## AIM OF THE TASK
Would you copy all lines in the data that contain the word "RwLock"?
********
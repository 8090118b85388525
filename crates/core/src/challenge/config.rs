//! Challenge solving configuration.

use serde::{Deserialize, Serialize};

use crate::backoff::DelayRange;

/// Configuration for automatic challenge solving.
#[derive(Debug, Clone, Serialize, Deserialize)]
pub struct ChallengeConfig {
    /// Run the solver chain automatically.
    /// When disabled, every artifact is surfaced for manual input.
    #[serde(default = "default_auto_solve")]
    pub auto_solve: bool,

    /// Capability names in the order they are tried.
    /// Empty means registration order.
    #[serde(default)]
    pub capability_order: Vec<String>,

    /// Per-capability call timeout (milliseconds).
    #[serde(default = "default_capability_timeout")]
    pub capability_timeout_ms: u64,

    /// How many times the whole chain is run before giving up.
    #[serde(default = "default_max_attempts")]
    pub max_attempts: u32,

    /// Delay between chain attempts.
    #[serde(default = "default_retry_delay")]
    pub retry_delay: DelayRange,
}

fn default_auto_solve() -> bool {
    true
}

fn default_capability_timeout() -> u64 {
    15_000
}

fn default_max_attempts() -> u32 {
    3
}

fn default_retry_delay() -> DelayRange {
    DelayRange::fixed(500)
}

impl Default for ChallengeConfig {
    fn default() -> Self {
        Self {
            auto_solve: default_auto_solve(),
            capability_order: Vec::new(),
            capability_timeout_ms: default_capability_timeout(),
            max_attempts: default_max_attempts(),
            retry_delay: default_retry_delay(),
        }
    }
}

#[cfg(test)]
mod tests {
    use super::*;

    #[test]
    fn test_default_config() {
        let config = ChallengeConfig::default();
        assert!(config.auto_solve);
        assert!(config.capability_order.is_empty());
        assert_eq!(config.capability_timeout_ms, 15_000);
        assert_eq!(config.max_attempts, 3);
        assert_eq!(config.retry_delay, DelayRange::new(500, 500));
    }

    #[test]
    fn test_deserialize_full() {
        let toml = r#"
            auto_solve = false
            capability_order = ["solver-2", "solver-1"]
            capability_timeout_ms = 5000
            max_attempts = 5

            [retry_delay]
            min_ms = 100
            max_ms = 900
        "#;
        let config: ChallengeConfig = toml::from_str(toml).unwrap();
        assert!(!config.auto_solve);
        assert_eq!(config.capability_order, vec!["solver-2", "solver-1"]);
        assert_eq!(config.capability_timeout_ms, 5000);
        assert_eq!(config.max_attempts, 5);
        assert_eq!(config.retry_delay, DelayRange::new(100, 900));
    }
}
//! Mock catalog source for testing.

use async_trait::async_trait;
use std::sync::Arc;
use std::time::Duration;
use tokio::sync::RwLock;

use crate::catalog::{CatalogEntry, CatalogError, CatalogSnapshot, CatalogSource};

/// Mock implementation of the CatalogSource trait.
///
/// Provides controllable behavior for testing:
/// - Return a configurable list of entries
/// - Count fetches for assertions
/// - Simulate failures and slow fetches
///
/// # Example
///
/// ```rust,ignore
/// let catalog = MockCatalogSource::new();
/// catalog.set_entries(vec![fixtures::catalog_entry("1", "Model X", "Deluxe")]).await;
///
/// let snapshot = catalog.fetch_snapshot().await?;
/// assert_eq!(snapshot.len(), 1);
/// assert_eq!(catalog.fetch_count().await, 1);
/// ```
#[derive(Debug, Default)]
pub struct MockCatalogSource {
    entries: Arc<RwLock<Vec<CatalogEntry>>>,
    next_error: Arc<RwLock<Option<CatalogError>>>,
    delay: Arc<RwLock<Option<Duration>>>,
    fetches: Arc<RwLock<usize>>,
}

impl MockCatalogSource {
    /// Create a mock with an empty catalog.
    pub fn new() -> Self {
        Self::default()
    }

    /// Set the entries returned by subsequent fetches.
    pub async fn set_entries(&self, entries: Vec<CatalogEntry>) {
        *self.entries.write().await = entries;
    }

    /// Make the next fetch fail.
    pub async fn set_next_error(&self, error: CatalogError) {
        *self.next_error.write().await = Some(error);
    }

    /// Delay every fetch by `delay`.
    pub async fn set_delay(&self, delay: Duration) {
        *self.delay.write().await = Some(delay);
    }

    /// Number of fetches started so far.
    pub async fn fetch_count(&self) -> usize {
        *self.fetches.read().await
    }
}

#[async_trait]
impl CatalogSource for MockCatalogSource {
    fn name(&self) -> &str {
        "mock"
    }

    async fn fetch_snapshot(&self) -> Result<CatalogSnapshot, CatalogError> {
        *self.fetches.write().await += 1;

        let delay = *self.delay.read().await;
        if let Some(delay) = delay {
            tokio::time::sleep(delay).await;
        }

        if let Some(error) = self.next_error.write().await.take() {
            return Err(error);
        }

        Ok(CatalogSnapshot::new(self.entries.read().await.clone()))
    }
}

#[cfg(test)]
mod tests {
    use super::*;
    use crate::testing::fixtures;

    #[tokio::test]
    async fn test_fetch_and_error_injection() {
        let catalog = MockCatalogSource::new();
        catalog
            .set_entries(vec![fixtures::catalog_entry("1", "Model X", "")])
            .await;
        catalog
            .set_next_error(CatalogError::Request("boom".to_string()))
            .await;

        assert!(catalog.fetch_snapshot().await.is_err());
        assert_eq!(catalog.fetch_snapshot().await.unwrap().len(), 1);
        assert_eq!(catalog.fetch_count().await, 2);
    }
}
********
## ANSWER TO THIS TASK
use tokio::sync::RwLock;
    entries: Arc<RwLock<Vec<CatalogEntry>>>,
    next_error: Arc<RwLock<Option<CatalogError>>>,
    delay: Arc<RwLock<Option<Duration>>>,
    fetches: Arc<RwLock<usize>>,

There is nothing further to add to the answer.